Ahmed Ouyahia a réaffirmé, ce jeudi 31 janvier, son soutien au cinquième mandat du président, Abdelaziz Bouteflika. « Notre espoir est que le président de la République se présente à l’élection et que ça soit une manière choisie par les Algériens, en toute souveraineté, pour s’entraider et aller vers un consens national », a indiqué le secrétaire général du RND à l’ouverture de la réunion du conseil national de son parti.

Mais au cours de son discours, Ahmed Ouyahia a également réagi et pour la première fois à l’appel à la rupture lancé par le général-major à la retraite et candidat à la présidentielle du 18 avril prochain, Ali Ghediri. « Pour certains, le futur dans la politique, c’est le changement. Pour ne pas dire que le futur dans la politique chez certains, c’est la rupture. Nous disons que le futur est dans la continuité », a lancé le patron du RND.

Pourquoi la continuité ? « Parce que nous sommes un pays qui se construit.
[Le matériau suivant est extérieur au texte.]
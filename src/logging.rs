use anyhow::{Context, Result};
use tracing_subscriber::{EnvFilter, fmt};

/// Install the global subscriber. Diagnostics go to stderr so they never
/// interleave with the board on stdout.
pub fn init_logging(level: &str) -> Result<()> {
    let filter = match EnvFilter::try_from_default_env() {
        Ok(filter) => filter,
        Err(_) => EnvFilter::try_new(level)
            .with_context(|| format!("invalid log level '{}'", level))?,
    };

    let subscriber = fmt::Subscriber::builder()
        .with_env_filter(filter)
        .with_target(false)
        .with_writer(std::io::stderr)
        .finish();

    // Ignore error if a global subscriber is already set.
    let _ = tracing::subscriber::set_global_default(subscriber);
    Ok(())
}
Nous sommes un pays qui est en train de sortir de la crise (…) », a-t-il répondu. Ahmed Ouyahia a évoqué la « bande de de ceux qui scandent ‘’dégage !’’ sans la place Tahrir et celle qui appelle au changement pour le changement » avant de rappeler l’appel pour le cinquième mandat lancé par son parti en juin 2018 ».

Dans son intervention, le secrétaire général du RND est revenu sur l’élection pour le renouvellement partiel des membres du Conseil de la nation en parlant de « dépassements flagrants » dans certaines wilayas et de « violence » lors du scrutin.

« L’amertume et l’indignation ne sont pas la conséquence de nos résultats à cette épreuve électorale. Ces sentiments découlent des dépassements enregistrés dans plusieurs wilayas et de la violence condamnable utilisée au niveau de certaines wilayas », a-t-il déploré.

« En votre nom à tous, je condamne ces dérives qui n’ont servi ni la démocratie, ni l’État de droit. En votre nom, à tous je salue aussi le courage, la discipline et l’engagement de nos cadres et de nos élus locaux face à ces épreuves. Les dérives que nous venons de vivre ne nous détourneront pas de notre engagement au service du pays et aux côtés du Président de la République », a-t-il lâché.

Ce dernier explique ces dépassements par « la peur » que suscite son parti devenu aujourd’hui un » « force politique ». Le patron du RND tacle son partenaire de l’alliance présidentielle. « Lorsqu’on arrive à une échéance, certains ont peur de nous et d’autres font des calculs par rapport à nous. Je pense que personne n’a vu en nous un parti de l’opposition. Ils peuvent pas nous mettre dans cette catégorie », a-t-il conclu.